▶ [THE RECORDS]
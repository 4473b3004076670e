//! The end-to-end optimization pipeline.
//!
//! Stages run strictly in order for one request: geocode every address,
//! fetch the distance matrix, sequence the stops, fetch the path geometry,
//! assemble the summary. The first failure aborts the request.

use async_trait::async_trait;
use geo::Coord;
use log::{debug, info};

use crate::request::ensure_enough;
use crate::summary::{stops, summarise};
use crate::{
    Address, AddressResolver, DirectionsProvider, DistanceMatrix, DistanceMatrixProvider,
    Geocoder, GeocodingPolicy, OptimizeError, OptimizedRoute, RouteGeometry, RoutingError,
    nearest_neighbour,
};

/// Turn an ordered address list into a visiting order and summary.
///
/// Implementations must treat the first and last addresses as fixed and
/// return [`OptimizeError::InvalidRequest`] for fewer than two addresses
/// rather than panicking. Optimizers are `Send + Sync` so one instance can
/// serve concurrent requests.
#[async_trait]
pub trait Optimize: Send + Sync {
    /// Optimize the visiting order of `addresses`.
    async fn optimize(&self, addresses: &[Address]) -> Result<OptimizedRoute, OptimizeError>;
}

/// Configuration for [`RouteOptimizer`].
#[derive(Debug, Clone, Copy, Default, PartialEq, Eq)]
pub struct OptimizerConfig {
    /// Retry and pacing rules for geocoding.
    pub geocoding: GeocodingPolicy,
}

/// Optimizer combining a geocoder, a distance matrix provider and a
/// directions provider with the greedy nearest-neighbour sequencer.
///
/// Two-address requests skip the distance matrix request; their total
/// comes from the directions response when it reports one.
#[derive(Debug, Clone)]
pub struct RouteOptimizer<G, M, D> {
    resolver: AddressResolver<G>,
    matrix_provider: M,
    directions_provider: D,
}

impl<G, M, D> RouteOptimizer<G, M, D>
where
    G: Geocoder,
    M: DistanceMatrixProvider,
    D: DirectionsProvider,
{
    /// Construct an optimizer using default configuration.
    pub fn new(geocoder: G, matrix_provider: M, directions_provider: D) -> Self {
        Self::with_config(
            geocoder,
            matrix_provider,
            directions_provider,
            OptimizerConfig::default(),
        )
    }

    /// Construct an optimizer with explicit configuration.
    pub const fn with_config(
        geocoder: G,
        matrix_provider: M,
        directions_provider: D,
        config: OptimizerConfig,
    ) -> Self {
        Self {
            resolver: AddressResolver::new(geocoder, config.geocoding),
            matrix_provider,
            directions_provider,
        }
    }

    async fn distance_matrix(
        &self,
        coordinates: &[Coord<f64>],
    ) -> Result<DistanceMatrix, OptimizeError> {
        if coordinates.len() == 2 {
            debug!("no waypoints, skipping the distance matrix request");
            return Ok(DistanceMatrix::zeros(2));
        }
        self.matrix_provider
            .distance_matrix(coordinates)
            .await
            .map_err(OptimizeError::RoutingProviderError)
    }
}

#[async_trait]
impl<G, M, D> Optimize for RouteOptimizer<G, M, D>
where
    G: Geocoder,
    M: DistanceMatrixProvider,
    D: DirectionsProvider,
{
    async fn optimize(&self, addresses: &[Address]) -> Result<OptimizedRoute, OptimizeError> {
        let nodes = addresses.len();
        ensure_enough(nodes)?;
        info!("optimizing a route through {nodes} addresses");

        let coordinates = self.resolver.resolve_all(addresses).await?;
        let matrix = self.distance_matrix(&coordinates).await?;
        let sequence = nearest_neighbour(&matrix, nodes).map_err(|err| {
            OptimizeError::RoutingProviderError(RoutingError::ParseError {
                message: err.to_string(),
            })
        })?;

        let ordered: Vec<Coord<f64>> = sequence
            .route
            .indices()
            .iter()
            .filter_map(|&index| coordinates.get(index).copied())
            .collect();
        let geometry = self
            .directions_provider
            .directions(&ordered)
            .await
            .map_err(OptimizeError::RouteGeometryError)?;

        let total_distance_km = if nodes == 2 {
            reported_distance(&geometry).unwrap_or(sequence.total_distance_km)
        } else {
            sequence.total_distance_km
        };
        let summary = summarise(&sequence.route, total_distance_km, addresses);
        info!("route ready: {}", summary.distance);

        Ok(OptimizedRoute {
            summary,
            route: sequence.route,
            geometry,
            stops: stops(addresses, &coordinates),
        })
    }
}

/// The directions service's own length for the path, when usable.
fn reported_distance(geometry: &RouteGeometry) -> Option<f64> {
    geometry
        .distance_km
        .filter(|distance| distance.is_finite() && *distance >= 0.0)
        // `-0.0` passes the check above but would print as "-0.00 km".
        .map(f64::abs)
}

▶ [TASK]
The answer is to be a bare number, showing how many lines of the records contain "nodes".

▶ [OUTPUT FOR THIS TASK]
5